Repeat this experience 100 times a month (or was it a week? I can’t remember, I fainted), and classical conditioning takes over. See person, get anxious. Even if it’s ending well, the dog is STILL learning that we aren’t listening and it starts out stressful.

For some dogs, this won’t matter. They’re so friendly and happy-go-lucky that they’re going to find friends everywhere regardless of the situation. (Those dogs are going to like everyone even if they NEVER meet anyone during the “socialization phase.”)

But what if I have a dog who is really excitable? He knows that when he goes out HE MEETS PEOPLE! He tries to jump on every person he meets (I don’t let him), and he’s SO EXCITED he does nothing but wiggle like crazy when he sees new friends! Maybe this will work out brilliantly. Or maybe I’m over stimulating an already excited dog. Now they walk out the door and the brain turns off — THEY’RE GOING TO SEE NEW FRIENDS OMG CAN’T THINK!!1!1!!

Maybe I have a super friendly dog, but in my efforts to meet 100 people day — hang on, I’m hyperventilating — I let him say hi to the elderly gent down the street. Turns out that guy was attacked by a chihuahua when he was a toddler, and when my dog approaches (because, as previously mentioned, my puppy is the cutest puppy ever) he starts screaming and flinching backward. Now my friendly puppy thinks some people might be unpredictable and frightening, and my would-have-been-friendly puppy has trauma. Meeting people just backfired.

But what about those 100 dogs I was supposed to meet every month? In the wild, a puppy would NEVER meet that many dogs. Possibly not even in his lifetime. But hey, we’re following The Theory (and we’re apparently not worried about disease), so we do it. Some of those dogs are over-friendly and try to play, bouncing on my puppy and scaring him on accident.
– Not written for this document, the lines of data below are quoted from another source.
//! Conversation state threaded through the tool-calling loop.

use crate::llm::{Message, ModelParams, ModelResponse};
use crate::tools::{Source, ToolDefinition, ToolRegistry};

/// Phases of the tool-calling loop.
#[derive(Debug, Clone, Copy, PartialEq, Eq)]
pub enum Phase {
    /// About to call the model (after the termination check).
    Thinking,
    /// Branching on the shape of the last response.
    Deciding,
    /// Running the tools the model asked for.
    ToolExecuting,
    /// Done; the last response holds the answer.
    Terminated,
}

/// Record of a tool call made while answering.
#[derive(Debug, Clone)]
pub struct ToolCallRecord {
    /// Tool-use id assigned by the model.
    pub id: String,
    pub name: String,
    pub input: serde_json::Value,
    /// Text returned to the model.
    pub result: String,
    /// Round in which the call ran, starting at 0.
    pub round: usize,
}

impl std::fmt::Display for ToolCallRecord {
    fn fmt(&self, f: &mut std::fmt::Formatter<'_>) -> std::fmt::Result {
        write!(f, "{}({})", self.name, self.input)
    }
}

/// Mutable state of one `generate` call. Never shared between queries.
pub struct ConversationState<'a> {
    pub query: String,
    pub system_prompt: String,
    pub params: ModelParams,
    /// Definitions advertised to the model, or `None` when no tools exist.
    pub tools: Option<Vec<ToolDefinition>>,
    pub registry: Option<&'a ToolRegistry>,
    /// Wire-ordered, append-only message list.
    pub messages: Vec<Message>,
    /// Completed tool-execution rounds.
    pub round_number: usize,
    pub max_rounds: usize,
    pub last_response: Option<ModelResponse>,
    pub should_terminate: bool,
    pub termination_reason: Option<String>,
    /// Sources from the most recent tool execution that recorded any.
    pub sources: Vec<Source>,
    pub tool_calls: Vec<ToolCallRecord>,
    pub model_calls: usize,
}

impl<'a> ConversationState<'a> {
    /// Fresh state seeded with the query as the only message.
    pub fn new(
        query: &str,
        system_prompt: String,
        params: ModelParams,
        registry: Option<&'a ToolRegistry>,
        max_rounds: usize,
    ) -> Self {
        let tools = registry
            .map(|r| r.definitions())
            .filter(|definitions| !definitions.is_empty());

        Self {
            query: query.to_string(),
            system_prompt,
            params,
            tools,
            registry,
            messages: vec![Message::user_text(query)],
            round_number: 0,
            max_rounds,
            last_response: None,
            should_terminate: false,
            termination_reason: None,
            sources: Vec::new(),
            tool_calls: Vec::new(),
            model_calls: 0,
        }
    }

    /// Whether the next model call may offer tools.
    ///
    /// Withholding tools once the round budget is spent is what forces the
    /// final call to produce text.
    pub fn tools_allowed(&self) -> bool {
        self.round_number < self.max_rounds && self.tools.is_some()
    }

    /// Evaluated before every model call, including the first.
    pub fn check_termination(&self) -> bool {
        // The tool-free final call has already happened.
        if self.round_number > self.max_rounds {
            return true;
        }

        // A text answer ends the loop at any round, including round == max.
        if self
            .last_response
            .as_ref()
            .is_some_and(|response| !response.is_tool_use())
        {
            return true;
        }

        self.should_terminate
    }

    pub(crate) fn terminate(&mut self, reason: impl Into<String>) {
        self.should_terminate = true;
        self.termination_reason = Some(reason.into());
    }

    /// Branch on the last response: run tools or stop.
    pub fn decide(&mut self) -> Phase {
        let Some(response) = &self.last_response else {
            self.terminate("No response received");
            return Phase::Terminated;
        };

        if response.is_tool_use() {
            Phase::ToolExecuting
        } else {
            let reason = format!("Natural end: {}", response.stop_reason);
            self.terminate(reason);
            Phase::Terminated
        }
    }

    /// Text of the first text block of the final response, or empty.
    pub fn final_answer(&self) -> String {
        self.last_response
            .as_ref()
            .and_then(|response| response.first_text())
            .unwrap_or_default()
            .to_string()
    }
}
Others don’t want to deal with a puppy and are stiff or even snap to make him back off. (“That’s okay,” the other owner says. “They’re just working it out!” Uh, I wouldn’t let a stranger yell at one of my step kids for mistaking social cues that are above their age level. Why is it okay when dogs do it?) BUT, not all dogs snap, and some puppies play nicely. Then there’s the leash aggressive dog we don’t even get near, who is essentially screaming threats at my puppy from across the street, which is rather frightening. What’s my puppy learning? Maybe that dogs are unpredictable, and even the friendly ones might be too rough.

I’ve over-stated my point, haven’t I? But now you get the picture.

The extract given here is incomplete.